Lantas selama ini saya melakukan perjalanan panjang menembus pekatnya kabut, berjalan tidak lurus kedepan, ditipu oleh gelap malam; itu semua tertuju untuk apa? Bahkan untuk siapa?. Hanya perasaan itu yang ada. Berbiacara mengenai kebosanan untuk mendaki, saya rasa jawabannya "tidak". Hanya saja ketika saya akhir-akhir ini berfikir keras tentang hal itu, saya merasa sedikit lelah. Sebab, sampai saat ini pertanyaan itu terus menghujam tanpa belas kasihan.
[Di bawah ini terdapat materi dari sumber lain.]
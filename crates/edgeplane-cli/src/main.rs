//! edgeplane — operator CLI for the edge deployment controller.
//!
//! # Usage
//!
//! ```text
//! edgeplane blueprint add stack.yaml
//! edgeplane pod create --name lab-1 --blueprint <uuid> --edgesite <uuid> --input input.yaml
//! edgeplane pod event <uuid> --level STATUS --message "State changed to: ACTIVE"
//! edgeplane serve
//! ```

use std::path::PathBuf;

use clap::{Parser, Subcommand};
use edgeplane_catalog::EventLevel;
use uuid::Uuid;

mod commands;
mod config;

use commands::pod::CreateArgs;
use commands::{App, blueprint, inventory, pod, serve};
use config::ControllerConfig;

#[derive(Parser)]
#[command(
    name = "edgeplane",
    about = "Edgeplane — edge deployment controller",
    version,
    propagate_version = true
)]
struct Cli {
    /// Configuration file; missing means built-in defaults.
    #[arg(long, global = true, default_value = "edgeplane.toml")]
    config: PathBuf,

    /// Keep the catalog database in this directory.
    #[arg(long, global = true)]
    data_dir: Option<PathBuf>,

    #[command(subcommand)]
    command: Commands,
}

#[derive(Subcommand)]
enum Commands {
    /// Hardware profiles
    Hardware {
        #[command(subcommand)]
        action: HardwareAction,
    },
    /// Physical nodes
    Node {
        #[command(subcommand)]
        action: NodeAction,
    },
    /// Regions
    Region {
        #[command(subcommand)]
        action: RegionAction,
    },
    /// Edgesites (node clusters)
    Edgesite {
        #[command(subcommand)]
        action: EdgesiteAction,
    },
    /// Blueprints
    Blueprint {
        #[command(subcommand)]
        action: BlueprintAction,
    },
    /// PODs (deployments of a Blueprint onto an Edgesite)
    Pod {
        #[command(subcommand)]
        action: PodAction,
    },
    /// Remove expired DAGs and workspaces once
    Prune,
    /// Run the controller's background work until Ctrl-C
    Serve,
    /// Print the effective configuration
    Config,
}

#[derive(Subcommand)]
enum HardwareAction {
    Add {
        #[arg(long)]
        name: String,
        #[arg(long, default_value = "")]
        description: String,
        /// YAML details
        #[arg(long)]
        file: Option<PathBuf>,
    },
    List,
    Show { uuid: Uuid },
    Delete { uuid: Uuid },
}

#[derive(Subcommand)]
enum NodeAction {
    Add {
        #[arg(long)]
        name: String,
        #[arg(long, default_value = "")]
        description: String,
        #[arg(long)]
        hardware: Uuid,
        /// YAML details
        #[arg(long)]
        file: Option<PathBuf>,
    },
    List,
    Show { uuid: Uuid },
    Delete { uuid: Uuid },
}

#[derive(Subcommand)]
enum RegionAction {
    Add {
        #[arg(long)]
        name: String,
        #[arg(long, default_value = "")]
        description: String,
        /// Parent region (default: the universal region)
        #[arg(long)]
        parent: Option<Uuid>,
    },
    List,
    Show { uuid: Uuid },
    Delete { uuid: Uuid },
}

#[derive(Subcommand)]
enum EdgesiteAction {
    Add {
        #[arg(long)]
        name: String,
        #[arg(long, default_value = "")]
        description: String,
        #[arg(long = "node", required = true)]
        nodes: Vec<Uuid>,
        #[arg(long = "region", required = true)]
        regions: Vec<Uuid>,
    },
    /// Change an Edgesite no live POD is using
    Update {
        uuid: Uuid,
        #[arg(long)]
        name: Option<String>,
        #[arg(long)]
        description: Option<String>,
        /// Replacement node set
        #[arg(long = "node")]
        nodes: Vec<Uuid>,
        /// Replacement region set
        #[arg(long = "region")]
        regions: Vec<Uuid>,
    },
    List,
    Show { uuid: Uuid },
    Delete { uuid: Uuid },
}

#[derive(Subcommand)]
enum BlueprintAction {
    /// Submit a Blueprint document
    Add { file: PathBuf },
    List,
    /// Show a Blueprint with its lineage and effective workflows
    Show { uuid: Uuid },
    /// Replace a Blueprint's description
    Describe { uuid: Uuid, description: String },
    Delete { uuid: Uuid },
}

#[derive(Subcommand)]
enum PodAction {
    /// Deploy a Blueprint onto an Edgesite
    Create {
        #[arg(long)]
        name: String,
        #[arg(long, default_value = "")]
        description: String,
        #[arg(long)]
        blueprint: Uuid,
        #[arg(long)]
        edgesite: Uuid,
        /// Input for the create workflow (YAML)
        #[arg(long)]
        input: Option<PathBuf>,
        /// Validate only
        #[arg(long)]
        dry_run: bool,
    },
    List,
    /// Show a POD with its events and workflow runs
    Show { uuid: Uuid },
    /// Start a named workflow
    Run {
        uuid: Uuid,
        workflow: String,
        #[arg(long)]
        input: Option<PathBuf>,
    },
    /// Move a POD to a descendant Blueprint
    Upgrade {
        uuid: Uuid,
        #[arg(long)]
        blueprint: Uuid,
        #[arg(long)]
        input: Option<PathBuf>,
    },
    /// Tear a POD down
    Delete {
        uuid: Uuid,
        /// Input for the delete workflow (default: the latest input)
        #[arg(long)]
        input: Option<PathBuf>,
    },
    /// Record an event, as a runner callback would
    Event {
        uuid: Uuid,
        #[arg(long, default_value = "INFO")]
        level: EventLevel,
        #[arg(long)]
        message: String,
        /// UTC time as YYYY-MM-DD HH:MM:SS (default: now)
        #[arg(long)]
        time: Option<String>,
    },
    /// Print runner logs of a workflow run
    Logs {
        uuid: Uuid,
        workflow: String,
        /// Run index (default: the latest)
        #[arg(long)]
        index: Option<u32>,
    },
    /// Ask the runner to stop the current workflow
    Cancel { uuid: Uuid },
}

#[tokio::main]
async fn main() -> anyhow::Result<()> {
    tracing_subscriber::fmt()
        .with_env_filter(
            tracing_subscriber::EnvFilter::try_from_default_env()
                .or_else(|_| tracing_subscriber::EnvFilter::try_new("info,edgeplane=debug"))?,
        )
        .with_writer(std::io::stderr)
        .init();

    let cli = Cli::parse();

    let mut config = ControllerConfig::load(&cli.config)?;
    if let Some(dir) = &cli.data_dir {
        config = config.with_data_dir(dir);
    }
    match cli.command {
        Commands::Config => {
            print!("{}", config.to_toml_string()?);
            return Ok(());
        }
        Commands::Prune => return serve::prune(&config.airflow).await,
        Commands::Serve => return serve::serve(&config.airflow).await,
        _ => {}
    }

    let app = App::open(config)?;

    match cli.command {
        Commands::Hardware { action } => match action {
            HardwareAction::Add { name, description, file } => {
                inventory::add_hardware(&app, &name, &description, file.as_deref())
            }
            HardwareAction::List => inventory::list_hardware(&app),
            HardwareAction::Show { uuid } => inventory::show_hardware(&app, uuid),
            HardwareAction::Delete { uuid } => {
                app.inventory.delete_hardware(uuid)?;
                deleted("Hardware", uuid)
            }
        },
        Commands::Node { action } => match action {
            NodeAction::Add {
                name,
                description,
                hardware,
                file,
            } => inventory::add_node(&app, &name, &description, hardware, file.as_deref()),
            NodeAction::List => inventory::list_nodes(&app),
            NodeAction::Show { uuid } => inventory::show_node(&app, uuid),
            NodeAction::Delete { uuid } => {
                app.inventory.delete_node(uuid).await?;
                deleted("Node", uuid)
            }
        },
        Commands::Region { action } => match action {
            RegionAction::Add {
                name,
                description,
                parent,
            } => inventory::add_region(&app, &name, &description, parent),
            RegionAction::List => inventory::list_regions(&app),
            RegionAction::Show { uuid } => inventory::show_region(&app, uuid),
            RegionAction::Delete { uuid } => {
                app.inventory.delete_region(uuid)?;
                deleted("Region", uuid)
            }
        },
        Commands::Edgesite { action } => match action {
            EdgesiteAction::Add {
                name,
                description,
                nodes,
                regions,
            } => inventory::add_edgesite(&app, &name, &description, nodes, regions).await,
            EdgesiteAction::Update {
                uuid,
                name,
                description,
                nodes,
                regions,
            } => inventory::update_edgesite(&app, uuid, name, description, nodes, regions).await,
            EdgesiteAction::List => inventory::list_edgesites(&app),
            EdgesiteAction::Show { uuid } => inventory::show_edgesite(&app, uuid),
            EdgesiteAction::Delete { uuid } => {
                app.inventory.delete_edgesite(uuid).await?;
                deleted("Edgesite", uuid)
            }
        },
        Commands::Blueprint { action } => match action {
            BlueprintAction::Add { file } => blueprint::add(&app, &file).await,
            BlueprintAction::List => blueprint::list(&app),
            BlueprintAction::Show { uuid } => blueprint::show(&app, uuid),
            BlueprintAction::Describe { uuid, description } => {
                blueprint::describe(&app, uuid, &description)
            }
            BlueprintAction::Delete { uuid } => {
                app.inventory.delete_blueprint(uuid)?;
                deleted("Blueprint", uuid)
            }
        },
        Commands::Pod { action } => match action {
            PodAction::Create {
                name,
                description,
                blueprint,
                edgesite,
                input,
                dry_run,
            } => {
                pod::create(
                    &app,
                    CreateArgs {
                        name: &name,
                        description: &description,
                        blueprint,
                        edgesite,
                        input: input.as_deref(),
                        dry_run,
                    },
                )
                .await
            }
            PodAction::List => pod::list(&app),
            PodAction::Show { uuid } => pod::show(&app, uuid),
            PodAction::Run { uuid, workflow, input } => {
                pod::run(&app, uuid, &workflow, input.as_deref()).await
            }
            PodAction::Upgrade { uuid, blueprint, input } => {
                pod::upgrade(&app, uuid, blueprint, input.as_deref()).await
            }
            PodAction::Delete { uuid, input } => pod::delete(&app, uuid, input.as_deref()).await,
            PodAction::Event {
                uuid,
                level,
                message,
                time,
            } => pod::event(&app, uuid, level, &message, time.as_deref()).await,
            PodAction::Logs { uuid, workflow, index } => {
                pod::logs(&app, uuid, &workflow, index).await
            }
            PodAction::Cancel { uuid } => pod::cancel(&app, uuid).await,
        },
        Commands::Config | Commands::Prune | Commands::Serve => Ok(()),
    }
}

fn deleted(kind: &str, uuid: Uuid) -> anyhow::Result<()> {
    println!("✓ {kind} {uuid} deleted");
    Ok(())
}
Mungkin pilihan untuk menjawab pertanyaan itu semua adalah saya tidak boleh berhenti. Suatu saat mungkin saya terhenti tetapi bukan oleh kehendak saya, melainkan dengan kehendak Yang Maha Tega melelapkan saya dalam selimutan kabut, beralas tanah, dan bebatuan tajam sebagai ganjal kepala.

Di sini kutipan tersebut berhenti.